75 Ausgaben junge Welt für 75 €
Gegründet 1947 Montag, 18. November 2024, Nr. 269
Die junge Welt wird von 2983 GenossInnen herausgegeben
75 Ausgaben junge Welt für 75 € 75 Ausgaben junge Welt für 75 €
75 Ausgaben junge Welt für 75 €
Aus: Ausgabe vom 18.11.2024, Seite 7 / Ausland
Ukraine-Krieg

»Riesige« russische Verluste?

Ukraine-Krieg: Russische Truppen rücken vor. Deutsches Narrativ verkennt Realität auf dem Schlachtfeld
Von Lars Lange
7.jpg
Ein alltägliches Bild des Krieges: Ukrainischer Soldat bei Tschassiw Jar (7.8.2024)

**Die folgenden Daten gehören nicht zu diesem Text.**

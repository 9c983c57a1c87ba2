// This Source Code Form is subject to the terms of the Mozilla Public
// License, v. 2.0. If a copy of the MPL was not distributed with this
// file, You can obtain one at http://mozilla.org/MPL/2.0/.

use std::fs;
use std::path::{Path, PathBuf};

use anyhow::Context;
use getopts::Options;
use serde::Deserialize;

use atlas_bake::{GuillotinePacker, RectPacker, SkylinePacker};

#[derive(Debug, Clone, Copy, PartialEq, Eq, Deserialize)]
#[serde(rename_all = "lowercase")]
pub enum PackerKind {
    Skyline,
    Guillotine
}

#[derive(Debug, Clone, PartialEq, Eq, Deserialize)]
#[serde(default, rename_all = "kebab-case")]
pub struct BakeConfig {
    /// Where the baked atlas image goes.
    pub output: PathBuf,
    /// Where the placement manifest goes. Defaults to the output path with a `.toml` extension.
    pub manifest: Option<PathBuf>,
    pub packer: PackerKind,
    /// Abort on the first image that fails to load, instead of skipping it.
    pub strict: bool,
    pub inputs: Vec<PathBuf>
}

impl Default for BakeConfig {
    fn default() -> BakeConfig {
        BakeConfig {
            output: PathBuf::from("atlas.png"),
            manifest: None,
            packer: PackerKind::Skyline,
            strict: false,
            inputs: Vec::new()
        }
    }
}

impl PackerKind {
    fn parse(s: &str) -> Option<PackerKind> {
        match s {
            "skyline" => Some(PackerKind::Skyline),
            "guillotine" => Some(PackerKind::Guillotine),
            _ => None
        }
    }

    pub fn packer(self) -> Box<dyn RectPacker> {
        match self {
            PackerKind::Skyline => Box::new(SkylinePacker::new()),
            PackerKind::Guillotine => Box::new(GuillotinePacker::new())
        }
    }
}

impl BakeConfig {
    /// Read a TOML config file. Keys left out of the file keep their defaults.
    pub fn load<P: AsRef<Path>>(path: P) -> anyhow::Result<BakeConfig> {
        let path = path.as_ref();
        let text = fs::read_to_string(path)
            .with_context(|| format!("could not read config {}", path.display()))?;
        toml::from_str(&text)
            .with_context(|| format!("invalid config {}", path.display()))
    }

    /// Parse command line options and apply them on top of the config file named by `-c`, if any.
    ///
    /// Returns `Ok(None)` if only usage was requested; the usage string is printed directly.
    pub fn from_args<T: Iterator<Item=String>>(args: T) -> anyhow::Result<Option<BakeConfig>> {
        let mut opts = Options::new();
        opts.optopt("c", "config", "Read settings from a TOML file", "FILE");
        opts.optopt("o", "output", "Atlas image to write (default atlas.png)", "FILE");
        opts.optopt("m", "manifest", "Placement manifest to write", "FILE");
        opts.optopt("", "packer", "Packing strategy. PACKER = skyline | guillotine", "PACKER");
        opts.optflag("", "strict", "Fail on the first image that can't be loaded");
        opts.optflag("h", "help", "Display this message");

        let args: Vec<String> = args.collect();
        let brief = "Usage: atlas_bake [options] INPUT.png...";
        let parse = opts.parse(args.iter().skip(1))
            .map_err(|f| anyhow::anyhow!("{}\n{}", f, opts.usage(brief)))?;

        if parse.opt_present("help") {
            print!("{}", opts.usage(brief));
            return Ok(None);
        }

        let mut config = match parse.opt_str("config") {
            Some(path) => BakeConfig::load(path)?,
            None => BakeConfig::default()
        };

        if let Some(output) = parse.opt_str("output") {
            config.output = output.into();
        }
        if let Some(manifest) = parse.opt_str("manifest") {
            config.manifest = Some(manifest.into());
        }
        if let Some(packer) = parse.opt_str("packer") {
            config.packer = PackerKind::parse(&packer)
                .ok_or_else(|| anyhow::anyhow!("Unknown packer '{}'\n{}", packer, opts.usage(brief)))?;
        }
        if parse.opt_present("strict") {
            config.strict = true;
        }
        config.inputs.extend(parse.free.iter().map(PathBuf::from));

        Ok(Some(config))
    }

    pub fn manifest_path(&self) -> PathBuf {
        self.manifest.clone().unwrap_or_else(|| self.output.with_extension("toml"))
    }
}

Der russische Vormarsch beschleunigt sich. Bis zum Freitag konnten russische Truppen im Monat November 441 Quadratkilometer erobern. Damit ist es den russischen Streitkräften gelungen, die Geschwindigkeit ihres Vormarsches in diesem Monat im Vergleich zum Rekordmonat Oktober noch einmal um 37 Prozent zu steigern. Zwei Schauplätze stechen besonders hervor: der handstreichartige Vorstoß russischer Spitzen in die Stadtzentren von Kupjansk und Tschassiw Jar. Das ist ein Vorgang, der aufhorchen lassen muss und noch vor wenigen Monaten nahezu unmöglich gewesen wäre, denn besonders Tschassiw Jar gilt als besonders gut befestigt. Fällt die Kleinstadt, so steht der russischen Führung der Vormarsch auf das mit rund 70.000 Einwohnern Vorkriegsbevölkerung ungleich größere Kostjantiniwka offen, welches sich nur knapp zwanzig Kilometer südwestlich von Tschassiw Jar befindet. Die Eroberung Kostjantiniwkas kann als Voraussetzung für die Einnahme von Pokrowsk gelten, die letzte Bastion der ukrainischen Verteidiger vor dem Dnipro. Denn hinter Pokrowsk gibt es keine signifikanten ukrainischen Verteidigungsstellungen mehr.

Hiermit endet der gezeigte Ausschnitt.